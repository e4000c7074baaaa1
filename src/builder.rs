use std::sync::Arc;

use crate::{
    locale::{LocaleComparator, LocaleMatcher},
    manager::ResourceManager,
    options::ManagerOptions,
    plural_rules::{CldrPluralRules, PluralRuleProvider},
    qualifier::QualifierDescriptor,
    reader::FsArchiveReader,
    traits::ArchiveReader,
};

/// Builder for a [`ResourceManager`] with a fluent interface.
///
/// Every capability has a default: archives are read from the filesystem,
/// locales are compared with [`LocaleMatcher`] and plural rules come from the
/// built-in CLDR table.
///
/// # Example
///
/// ```rust,no_run
/// use resindex::{ManagerOptions, QualifierDescriptor, ResourceManager};
/// use resindex::reader::ZipReader;
///
/// let manager = ResourceManager::builder()
///     .reader(ZipReader)
///     .options(ManagerOptions::new().with_max_reference_depth(8))
///     .configuration(QualifierDescriptor::new().with_locale_tag("fr")?)
///     .build();
/// manager.add_archive("entry.hap", &[])?;
/// # Ok::<(), resindex::Error>(())
/// ```
pub struct ManagerBuilder {
    reader: Arc<dyn ArchiveReader>,
    locales: Arc<dyn LocaleComparator>,
    plurals: Arc<dyn PluralRuleProvider>,
    options: ManagerOptions,
    runtime: QualifierDescriptor,
}

impl Default for ManagerBuilder {
    fn default() -> Self {
        Self::new()
    }
}

impl ManagerBuilder {
    pub fn new() -> Self {
        Self {
            reader: Arc::new(FsArchiveReader),
            locales: Arc::new(LocaleMatcher),
            plurals: Arc::new(CldrPluralRules),
            options: ManagerOptions::default(),
            runtime: QualifierDescriptor::default(),
        }
    }

    /// Sets how archive members are read.
    pub fn reader<R: ArchiveReader + 'static>(mut self, reader: R) -> Self {
        self.reader = Arc::new(reader);
        self
    }

    /// Shares an existing reader.
    pub fn shared_reader(mut self, reader: Arc<dyn ArchiveReader>) -> Self {
        self.reader = reader;
        self
    }

    pub fn locale_comparator<L: LocaleComparator + 'static>(mut self, locales: L) -> Self {
        self.locales = Arc::new(locales);
        self
    }

    pub fn plural_rules<P: PluralRuleProvider + 'static>(mut self, plurals: P) -> Self {
        self.plurals = Arc::new(plurals);
        self
    }

    pub fn options(mut self, options: ManagerOptions) -> Self {
        self.options = options;
        self
    }

    /// Sets the initial runtime configuration.
    pub fn configuration(mut self, runtime: QualifierDescriptor) -> Self {
        self.runtime = runtime;
        self
    }

    pub fn build(self) -> ResourceManager {
        ResourceManager::from_parts(
            self.reader,
            self.locales,
            self.plurals,
            self.options,
            self.runtime,
        )
    }
}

##########

Check every line of the entries above, and copy those that carry the string "Sets".

    /// Sets how archive members are read.
    /// Sets the initial runtime configuration.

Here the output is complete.